■ Exercise requirements: Give the number of lines in the data that hold the word "again", and nothing else.

■ Information given:
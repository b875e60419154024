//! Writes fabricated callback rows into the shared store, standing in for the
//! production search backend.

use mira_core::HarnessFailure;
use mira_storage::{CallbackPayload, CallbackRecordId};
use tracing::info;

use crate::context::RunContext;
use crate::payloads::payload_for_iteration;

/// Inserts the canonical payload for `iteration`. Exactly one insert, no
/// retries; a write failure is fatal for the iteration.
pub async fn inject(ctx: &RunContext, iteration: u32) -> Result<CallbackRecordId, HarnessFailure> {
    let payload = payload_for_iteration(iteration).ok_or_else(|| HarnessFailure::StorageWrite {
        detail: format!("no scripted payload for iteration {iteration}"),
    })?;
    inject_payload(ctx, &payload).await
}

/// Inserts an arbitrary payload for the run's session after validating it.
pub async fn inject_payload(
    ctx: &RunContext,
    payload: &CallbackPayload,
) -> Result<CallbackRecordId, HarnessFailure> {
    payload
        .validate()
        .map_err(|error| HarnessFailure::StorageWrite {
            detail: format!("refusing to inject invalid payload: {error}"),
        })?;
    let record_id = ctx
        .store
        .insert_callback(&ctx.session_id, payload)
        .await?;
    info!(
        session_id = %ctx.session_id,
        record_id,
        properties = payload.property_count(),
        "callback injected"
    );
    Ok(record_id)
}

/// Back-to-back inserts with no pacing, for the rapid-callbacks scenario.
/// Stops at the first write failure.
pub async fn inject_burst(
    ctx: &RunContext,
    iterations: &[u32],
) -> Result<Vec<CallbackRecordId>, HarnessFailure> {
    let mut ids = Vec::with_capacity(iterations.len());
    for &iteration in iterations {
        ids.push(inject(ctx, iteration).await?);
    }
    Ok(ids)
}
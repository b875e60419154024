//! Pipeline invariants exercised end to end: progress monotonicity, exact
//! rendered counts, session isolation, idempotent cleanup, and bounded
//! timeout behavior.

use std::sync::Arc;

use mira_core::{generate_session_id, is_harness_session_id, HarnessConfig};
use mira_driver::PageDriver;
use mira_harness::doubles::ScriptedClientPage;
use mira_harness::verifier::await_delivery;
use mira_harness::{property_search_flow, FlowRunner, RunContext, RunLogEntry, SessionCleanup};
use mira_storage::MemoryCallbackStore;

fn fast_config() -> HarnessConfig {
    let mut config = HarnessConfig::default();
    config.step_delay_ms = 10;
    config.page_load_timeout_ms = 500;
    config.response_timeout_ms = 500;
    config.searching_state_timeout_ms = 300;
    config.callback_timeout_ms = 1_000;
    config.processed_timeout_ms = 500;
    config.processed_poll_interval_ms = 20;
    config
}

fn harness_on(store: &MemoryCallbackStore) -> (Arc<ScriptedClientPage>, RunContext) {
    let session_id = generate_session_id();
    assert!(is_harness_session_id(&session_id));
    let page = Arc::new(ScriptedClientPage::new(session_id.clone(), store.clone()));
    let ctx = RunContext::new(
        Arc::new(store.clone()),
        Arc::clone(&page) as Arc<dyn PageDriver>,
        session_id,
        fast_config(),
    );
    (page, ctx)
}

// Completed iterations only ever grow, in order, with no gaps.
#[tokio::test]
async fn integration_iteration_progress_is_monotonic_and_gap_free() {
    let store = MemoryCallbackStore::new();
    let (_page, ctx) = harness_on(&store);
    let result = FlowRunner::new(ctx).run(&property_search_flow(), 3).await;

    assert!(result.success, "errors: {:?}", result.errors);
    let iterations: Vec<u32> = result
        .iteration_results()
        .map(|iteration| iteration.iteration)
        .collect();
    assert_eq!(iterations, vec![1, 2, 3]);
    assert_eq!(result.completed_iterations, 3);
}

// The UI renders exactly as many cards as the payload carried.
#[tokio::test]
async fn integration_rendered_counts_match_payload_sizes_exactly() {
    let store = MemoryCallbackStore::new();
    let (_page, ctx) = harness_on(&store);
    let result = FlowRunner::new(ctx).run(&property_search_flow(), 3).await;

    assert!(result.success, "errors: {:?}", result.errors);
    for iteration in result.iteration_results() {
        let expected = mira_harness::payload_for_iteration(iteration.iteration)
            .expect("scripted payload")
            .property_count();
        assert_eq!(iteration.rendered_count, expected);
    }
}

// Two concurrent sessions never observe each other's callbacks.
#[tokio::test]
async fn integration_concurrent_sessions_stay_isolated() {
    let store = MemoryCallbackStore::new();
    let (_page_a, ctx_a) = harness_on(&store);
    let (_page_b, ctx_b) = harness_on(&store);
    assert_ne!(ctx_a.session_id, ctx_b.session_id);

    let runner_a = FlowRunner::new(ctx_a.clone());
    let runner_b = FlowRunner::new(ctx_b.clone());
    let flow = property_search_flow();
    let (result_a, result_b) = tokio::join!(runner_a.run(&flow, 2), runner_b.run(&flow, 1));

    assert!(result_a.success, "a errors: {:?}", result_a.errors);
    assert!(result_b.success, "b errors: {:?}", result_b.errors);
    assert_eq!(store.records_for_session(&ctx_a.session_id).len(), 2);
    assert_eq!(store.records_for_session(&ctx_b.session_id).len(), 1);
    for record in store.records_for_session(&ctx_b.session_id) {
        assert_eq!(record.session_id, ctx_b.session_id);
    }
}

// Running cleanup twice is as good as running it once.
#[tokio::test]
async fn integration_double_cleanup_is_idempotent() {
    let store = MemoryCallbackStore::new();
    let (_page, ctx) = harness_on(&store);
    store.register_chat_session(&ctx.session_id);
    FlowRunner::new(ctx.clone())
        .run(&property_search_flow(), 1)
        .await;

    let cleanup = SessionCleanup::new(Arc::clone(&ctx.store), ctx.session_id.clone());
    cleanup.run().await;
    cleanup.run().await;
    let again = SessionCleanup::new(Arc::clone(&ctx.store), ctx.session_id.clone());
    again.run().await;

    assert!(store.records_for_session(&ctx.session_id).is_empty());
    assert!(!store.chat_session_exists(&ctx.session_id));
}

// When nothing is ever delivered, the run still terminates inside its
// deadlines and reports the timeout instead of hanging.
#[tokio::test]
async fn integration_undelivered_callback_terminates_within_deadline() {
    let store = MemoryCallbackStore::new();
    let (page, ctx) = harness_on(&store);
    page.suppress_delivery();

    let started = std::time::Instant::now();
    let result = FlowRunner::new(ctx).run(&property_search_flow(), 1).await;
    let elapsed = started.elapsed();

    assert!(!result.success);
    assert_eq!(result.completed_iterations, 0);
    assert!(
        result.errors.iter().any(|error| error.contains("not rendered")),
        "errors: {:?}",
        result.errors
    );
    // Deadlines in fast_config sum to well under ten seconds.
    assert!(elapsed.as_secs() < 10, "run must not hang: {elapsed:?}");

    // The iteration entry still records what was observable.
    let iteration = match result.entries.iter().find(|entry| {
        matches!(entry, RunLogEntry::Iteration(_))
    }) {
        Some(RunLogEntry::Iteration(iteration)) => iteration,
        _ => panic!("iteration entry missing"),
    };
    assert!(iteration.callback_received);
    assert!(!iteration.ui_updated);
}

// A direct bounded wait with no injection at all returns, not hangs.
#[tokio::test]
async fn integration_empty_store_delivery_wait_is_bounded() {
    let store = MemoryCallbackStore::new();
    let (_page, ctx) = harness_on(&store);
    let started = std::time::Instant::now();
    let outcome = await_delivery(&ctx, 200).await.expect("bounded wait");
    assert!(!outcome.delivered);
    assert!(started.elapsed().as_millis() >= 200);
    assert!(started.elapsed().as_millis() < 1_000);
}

■ Answer section: 2